## Multi-Accent and Multi-Lingual Voice Clone Demo with MeloTTS

In [21]:
import os
import torch
from openvoice import se_extractor
from openvoice.api import ToneColorConverter
from IPython.display import Audio, display

### Initialization

In this example, we will use the checkpoints from OpenVoiceV2. OpenVoiceV2 is trained with more aggressive augmentations and thus demonstrate better robustness in some cases.

In [22]:
ckpt_converter = 'checkpoints_v2/converter'
device = "cuda:0" if torch.cuda.is_available() else "cpu"
output_dir = 'outputs_v2'

tone_color_converter = ToneColorConverter(f'{ckpt_converter}/config.json', device=device)
tone_color_converter.load_ckpt(f'{ckpt_converter}/checkpoint.pth')

os.makedirs(output_dir, exist_ok=True)

Loaded checkpoint 'checkpoints_v2/converter/checkpoint.pth'
missing/unexpected keys: [] []


### Obtain Tone Color Embedding
We only extract the tone color embedding for the target speaker. The source tone color embeddings can be directly loaded from `checkpoints_v2/ses` folder.

In [23]:

reference_speaker = 'resources/demo_speaker0.mp3' # This is the voice you want to clone (use a male voice for male output)
target_se, audio_name = se_extractor.get_se(reference_speaker, tone_color_converter, vad=True)

OpenVoice version: v2


Python(39574) MallocStackLogging: can't turn off malloc stack logging because it was not enabled.


huggingface/tokenizers: The current process just got forked, after parallelism has already been used. Disabling parallelism to avoid deadlocks...
	- Avoid using `tokenizers` before the fork if possible
	- Explicitly set the environment variable TOKENIZERS_PARALLELISM=(true | false)
[(0.0, 19.278375)]
huggingface/tokenizers: The current process just got forked, after parallelism has already been used. Disabling parallelism to avoid deadlocks...
	- Avoid using `tokenizers` before the fork if possible
	- Explicitly set the environment variable TOKENIZERS_PARALLELISM=(true | false)
huggingface/tokenizers: The current process just got forked, after parallelism has already been used. Disabling parallelism to avoid deadlocks...
	- Avoid using `tokenizers` before the fork if possible
	- Explicitly set the environment variable TOKENIZERS_PARALLELISM=(true | false)
after vad: dur = 19.27798185941043


Python(39589) MallocStackLogging: can't turn off malloc stack logging because it was not enabled.
Python(39590) MallocStackLogging: can't turn off malloc stack logging because it was not enabled.

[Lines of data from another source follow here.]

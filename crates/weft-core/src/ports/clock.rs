//! Clock port - abstraction over the current time.

use chrono::{DateTime, Utc};

/// Provides the current time. Tests swap in `FixedClock`.
pub trait Clock: Send + Sync {
    fn now(&self) -> DateTime<Utc>;
}

/// Wall clock.
#[derive(Debug, Clone, Copy, Default)]
pub struct SystemClock;

impl Clock for SystemClock {
    fn now(&self) -> DateTime<Utc> {
        Utc::now()
    }
}

/// Always returns the same instant.
#[derive(Debug, Clone, Copy)]
pub struct FixedClock {
    at: DateTime<Utc>,
}

impl FixedClock {
    pub fn new(at: DateTime<Utc>) -> Self {
        Self { at }
    }
}

impl Clock for FixedClock {
    fn now(&self) -> DateTime<Utc> {
        self.at
    }
}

#### Use MeloTTS as Base Speakers

MeloTTS is a high-quality multi-lingual text-to-speech library by @MyShell.ai, supporting languages including English (American, British, Indian, Australian, Default), Spanish, French, Chinese, Japanese, Korean. In the following example, we will use the models in MeloTTS as the base speakers. 

In [24]:
from melo.api import TTS

texts = {
    'EN_NEWEST': "Did you ever hear a folk tale about a giant turtle?",  # The newest English base speaker model
}


src_path = f'{output_dir}/tmp.wav'

# Speed is adjustable
speed = 1.0

for language, text in texts.items():
    model = TTS(language=language, device=device)
    speaker_ids = model.hps.data.spk2id
    
    for speaker_key in speaker_ids.keys():
        speaker_id = speaker_ids[speaker_key]
        speaker_key = speaker_key.lower().replace('_', '-')
        
        source_se = torch.load(f'checkpoints_v2/base_speakers/ses/{speaker_key}.pth', map_location=device)
        if torch.backends.mps.is_available() and device == 'cpu':
            torch.backends.mps.is_available = lambda: False
        model.tts_to_file(text, speaker_id, src_path, speed=speed)
        save_path = f'{output_dir}/output_v2_{speaker_key}.wav'

        # Run the tone color converter
        encode_message = "@MyShell"
        tone_color_converter.convert(
            audio_src_path=src_path, 
            src_se=source_se, 
            tgt_se=target_se, 
            output_path=save_path,
            message=encode_message)

  WeightNorm.apply(module, name, dim)


 > Text split to sentences.
Did you ever hear a folk tale about a giant turtle?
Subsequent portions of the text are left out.